The deal still requires the approval of the government. When the deal is closed, McAfee will become a wholly owned subsidiary of Intel, reporting to Intel’s software and services group. It will be managed by Renée James, Intel senior vice president and general manager of software and services. McAfee representatives deferred comment to Intel.
With McAfee, however, Intel has signaled that it may see security as important, as, say, graphics, a capability Intel began integrating into its core PC microprocessors with the introduction of the Core i3 and Core i5 chips earlier this year. In March, for example, Intel chief technology officer Justin Rattner appealed to Otellini to emphasize security, PCmag.com exclusively reported, offering Otellini a “mandate to change the world”.
“We believe that security is most effective when enabled in hardware,” Otellini said Thursday.
Analysts on the conference call seemed confused as to why the two companies decided to combine themselves, rather than spin off a joint venture or even establish a long-term partnership. Intel’s stock fell 3.32 percent, or 66 cents, to $18.93.

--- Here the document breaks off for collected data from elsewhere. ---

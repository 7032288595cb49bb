use chrono::Local;
use std::path::{Path, PathBuf};

use crate::demod::{ChannelDemodulator, DemodChannel, DEFAULT_CHANNELS};
use crate::error::Result;
use crate::filter::FilterBank;
use crate::input::wav::WavSource;
use crate::input::{Waveform, WaveformSource};
use crate::normalize::normalize;
use crate::output::{output_filename, quantize, WavSink, WaveformSink, BITS_PER_SAMPLE};
use crate::report::Reporter;
use crate::spectrum::spectrum;

const COMPOSITE_NAME: &str = "Original FDM Signal";

/// Normalized composite plus one recovered voice per channel
#[derive(Debug, Clone)]
pub struct Demultiplexed {
    pub composite: Waveform,
    pub voices: [Waveform; 2],
}

/// Splits an FDM composite into its two voice channels
#[derive(Debug, Clone)]
pub struct Demultiplexer {
    channels: [DemodChannel; 2],
}

impl Default for Demultiplexer {
    fn default() -> Self {
        Self {
            channels: DEFAULT_CHANNELS,
        }
    }
}

impl Demultiplexer {
    pub fn new() -> Self {
        Self::default()
    }

    pub fn channels(&self) -> &[DemodChannel; 2] {
        &self.channels
    }

    /// Normalize the whole composite once, then demodulate each channel from it.
    ///
    /// Every intermediate signal is handed to `reporter`; nothing it does can
    /// change the result.
    pub fn run(&self, input: &Waveform, reporter: &mut dyn Reporter) -> Result<Demultiplexed> {
        let composite = normalize(input)?;
        log::debug!(
            "normalized {} samples (input peak {:.6})",
            composite.len(),
            input.peak()
        );
        reporter.time_series(COMPOSITE_NAME, &composite);
        reporter.spectrum(&format!("{} Spectrum", COMPOSITE_NAME), spectrum(&composite));

        // One bank per run: the shared lowpass is designed once
        let mut bank = FilterBank::new();
        let mut demod = ChannelDemodulator::new(&mut bank);
        let voice1 = demod.demodulate(&composite, &self.channels[0])?;
        let voice2 = demod.demodulate(&composite, &self.channels[1])?;

        for (channel, voice) in self.channels.iter().zip([&voice1, &voice2]) {
            reporter.time_series(&format!("Demultiplexed {}", channel.name), voice);
            reporter.spectrum(
                &format!("{} Spectrum (after demodulation)", channel.name),
                spectrum(voice),
            );
        }

        Ok(Demultiplexed {
            composite,
            voices: [voice1, voice2],
        })
    }
}

/// What a completed run produced
#[derive(Debug, Clone, PartialEq)]
pub struct RunSummary {
    pub sample_rate: u32,
    pub samples: usize,
    pub duration_secs: f64,
    pub outputs: Vec<PathBuf>,
}

/// Load from `source`, demultiplex, and write one int16 file per voice into
/// `output_dir` through `sink`
pub fn process<S, K>(
    source: &mut S,
    sink: &mut K,
    output_dir: &Path,
    timestamp: bool,
    reporter: &mut dyn Reporter,
) -> Result<RunSummary>
where
    S: WaveformSource + ?Sized,
    K: WaveformSink + ?Sized,
{
    let raw = source.read()?;
    if raw.channels > 1 {
        log::info!("{} channels in input, using channel 0", raw.channels);
    }
    let input = raw.into_waveform()?;
    log::info!(
        "Loaded {} samples at {} Hz ({:.2}s)",
        input.len(),
        input.sample_rate(),
        input.duration_secs()
    );

    let demuxer = Demultiplexer::new();
    let result = demuxer.run(&input, reporter)?;

    let base_time = timestamp.then(Local::now);
    let mut outputs = Vec::with_capacity(result.voices.len());
    for (channel, voice) in demuxer.channels().iter().zip(result.voices.iter()) {
        let path = output_dir.join(output_filename(channel.stem, base_time));
        let pcm = quantize(voice);
        sink.write(&path, voice.sample_rate(), &pcm)?;
        log::info!(
            "Wrote {} ({} samples, {}-bit PCM)",
            path.display(),
            pcm.len(),
            BITS_PER_SAMPLE
        );
        outputs.push(path);
    }

    Ok(RunSummary {
        sample_rate: input.sample_rate(),
        samples: input.len(),
        duration_secs: input.duration_secs(),
        outputs,
    })
}

/// Demultiplex a WAV file into `voice1.wav` / `voice2.wav` under `output_dir`
pub fn process_file(
    input_path: &Path,
    output_dir: &Path,
    timestamp: bool,
    reporter: &mut dyn Reporter,
) -> Result<RunSummary> {
    let mut source = WavSource::new(input_path);
    process(&mut source, &mut WavSink, output_dir, timestamp, reporter)
}
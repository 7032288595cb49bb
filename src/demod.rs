use std::f64::consts::PI;

use crate::error::Result;
use crate::filter::{apply, FilterBank, FilterSpec};
use crate::input::Waveform;

/// Butterworth order used for every stage
pub const FILTER_ORDER: usize = 4;

/// Baseband voice bandwidth shared by both channels
pub const LOWPASS_CUTOFF_HZ: f64 = 4000.0;

/// One voice channel: its carrier, the band isolated around it, and the
/// baseband cutoff applied after mixing
#[derive(Debug, Clone, Copy, PartialEq)]
pub struct DemodChannel {
    pub name: &'static str,
    /// Output file stem
    pub stem: &'static str,
    pub carrier_hz: f64,
    pub band_hz: (f64, f64),
    pub lowpass_cutoff_hz: f64,
}

impl DemodChannel {
    pub fn bandpass_spec(&self, sample_rate: u32) -> FilterSpec {
        FilterSpec::bandpass(FILTER_ORDER, self.band_hz.0, self.band_hz.1, sample_rate)
    }

    pub fn lowpass_spec(&self, sample_rate: u32) -> FilterSpec {
        FilterSpec::lowpass(FILTER_ORDER, self.lowpass_cutoff_hz, sample_rate)
    }
}

pub const VOICE1: DemodChannel = DemodChannel {
    name: "Voice 1 (8kHz carrier)",
    stem: "voice1",
    carrier_hz: 8000.0,
    band_hz: (6000.0, 10000.0),
    lowpass_cutoff_hz: LOWPASS_CUTOFF_HZ,
};

pub const VOICE2: DemodChannel = DemodChannel {
    name: "Voice 2 (16kHz carrier)",
    stem: "voice2",
    carrier_hz: 16000.0,
    band_hz: (14000.0, 18000.0),
    lowpass_cutoff_hz: LOWPASS_CUTOFF_HZ,
};

pub const DEFAULT_CHANNELS: [DemodChannel; 2] = [VOICE1, VOICE2];

/// Multiply by `cos(2*pi*carrier*t)`, `t = n / sample_rate`
pub fn mix(waveform: &Waveform, carrier_hz: f64) -> Waveform {
    let omega = 2.0 * PI * carrier_hz;
    let mixed = waveform
        .samples()
        .iter()
        .zip(waveform.time_axis())
        .map(|(&s, t)| s * (omega * t).cos())
        .collect();
    waveform.with_samples(mixed)
}

/// Recovers one channel's baseband voice from the composite signal
pub struct ChannelDemodulator<'a> {
    bank: &'a mut FilterBank,
}

impl<'a> ChannelDemodulator<'a> {
    /// Demodulate with coefficients drawn from (and cached in) `bank`
    pub fn new(bank: &'a mut FilterBank) -> Self {
        Self { bank }
    }

    /// Bandpass-isolate, mix down with the carrier, lowpass to baseband.
    /// Output keeps the input's length and rate.
    pub fn demodulate(&mut self, waveform: &Waveform, channel: &DemodChannel) -> Result<Waveform> {
        let rate = waveform.sample_rate();
        let bandpass = self.bank.coefficients(&channel.bandpass_spec(rate))?;
        let lowpass = self.bank.coefficients(&channel.lowpass_spec(rate))?;

        let isolated = apply(&bandpass, waveform);
        let mixed = mix(&isolated, channel.carrier_hz);
        let voice = apply(&lowpass, &mixed);

        log::debug!(
            "{}: isolated peak {:.4}, mixed peak {:.4}, voice peak {:.4}",
            channel.name,
            isolated.peak(),
            mixed.peak(),
            voice.peak()
        );
        Ok(voice)
    }
}

/// Demodulate a single channel with freshly designed filters.
///
/// Gives the same samples as `ChannelDemodulator`; use that instead when
/// several channels share a lowpass design.
pub fn demodulate(waveform: &Waveform, channel: &DemodChannel) -> Result<Waveform> {
    let mut bank = FilterBank::new();
    ChannelDemodulator::new(&mut bank).demodulate(waveform, channel)
}

#[cfg(test)]
pub(crate) mod tests {
    use super::*;
    use crate::error::DemuxError;
    use crate::normalize::normalize;
    use crate::spectrum::{dominant_frequency, spectrum};

    /// 440 Hz on the 8 kHz carrier plus 550 Hz on the 16 kHz carrier
    pub(crate) fn composite(rate: u32, len: usize) -> Waveform {
        let rate_f = rate as f64;
        let samples = (0..len)
            .map(|n| {
                let t = n as f64 / rate_f;
                let v1 = (2.0 * PI * 440.0 * t).cos() * (2.0 * PI * 8000.0 * t).cos();
                let v2 = (2.0 * PI * 550.0 * t).cos() * (2.0 * PI * 16000.0 * t).cos();
                v1 + v2
            })
            .collect();
        Waveform::new(rate, samples).unwrap()
    }

    fn magnitude_at(waveform: &Waveform, freq: f64) -> f64 {
        let bins: Vec<_> = spectrum(waveform).collect();
        let width = bins[1].frequency;
        bins[(freq / width).round() as usize].magnitude
    }

    #[test]
    fn test_mix_is_cosine_at_carrier() {
        let ones = Waveform::new(4, vec![1.0; 4]).unwrap();
        let mixed = mix(&ones, 1.0);
        let expected = [1.0, 0.0, -1.0, 0.0];
        for (got, want) in mixed.samples().iter().zip(expected) {
            assert!((got - want).abs() < 1e-12);
        }
    }

    #[test]
    fn test_recovers_each_tone() {
        let input = normalize(&composite(40000, 40000)).unwrap();
        let mut bank = FilterBank::new();
        let mut demod = ChannelDemodulator::new(&mut bank);

        let voice1 = demod.demodulate(&input, &VOICE1).unwrap();
        let voice2 = demod.demodulate(&input, &VOICE2).unwrap();
        assert_eq!(voice1.len(), input.len());
        assert_eq!(voice2.sample_rate(), 40000);

        let peak1 = dominant_frequency(spectrum(&voice1)).unwrap();
        let peak2 = dominant_frequency(spectrum(&voice2)).unwrap();
        assert!((peak1.frequency - 440.0).abs() < 1.5, "voice 1 peak at {}", peak1.frequency);
        assert!((peak2.frequency - 550.0).abs() < 1.5, "voice 2 peak at {}", peak2.frequency);

        // Other channel's tone at least 20 dB down
        assert!(magnitude_at(&voice1, 550.0) < peak1.magnitude * 0.1);
        assert!(magnitude_at(&voice2, 440.0) < peak2.magnitude * 0.1);
    }

    #[test]
    fn test_lowpass_designed_once_for_both_channels() {
        let input = composite(40000, 400);
        let mut bank = FilterBank::new();
        let mut demod = ChannelDemodulator::new(&mut bank);
        for channel in DEFAULT_CHANNELS.iter() {
            demod.demodulate(&input, channel).unwrap();
        }
        // two bandpass designs, one shared lowpass
        assert_eq!(bank.len(), 3);
    }

    #[test]
    fn test_matches_one_off_demodulation() {
        let input = composite(40000, 2000);
        let mut bank = FilterBank::new();
        let cached = ChannelDemodulator::new(&mut bank)
            .demodulate(&input, &VOICE2)
            .unwrap();
        assert_eq!(cached, demodulate(&input, &VOICE2).unwrap());
    }

    #[test]
    fn test_boundary_lengths() {
        let empty = Waveform::new(40000, vec![]).unwrap();
        assert!(demodulate(&empty, &VOICE1).unwrap().is_empty());

        let single = Waveform::new(40000, vec![1.0]).unwrap();
        let out = demodulate(&single, &VOICE1).unwrap();
        assert_eq!(out.len(), 1);
        assert!(out.samples()[0].is_finite());
    }

    #[test]
    fn test_band_above_nyquist_propagates() {
        // 16 kHz channel cannot exist at 32 kHz sampling
        let input = composite(32000, 100);
        assert!(matches!(
            demodulate(&input, &VOICE2),
            Err(DemuxError::InvalidSpec { .. })
        ));
    }
}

Otellini, James, and Dave DeWalt, president and chief executive of McAfee, laid out the rationale for the acquisition in a conference call Thursday morning. The two companies have worked together for roughly 18 months, James said, and the two companies “know, trust, and respect each other”. But, she added, “the threats and opportunities are simply too large to tackle alone, and that’s why were here today.”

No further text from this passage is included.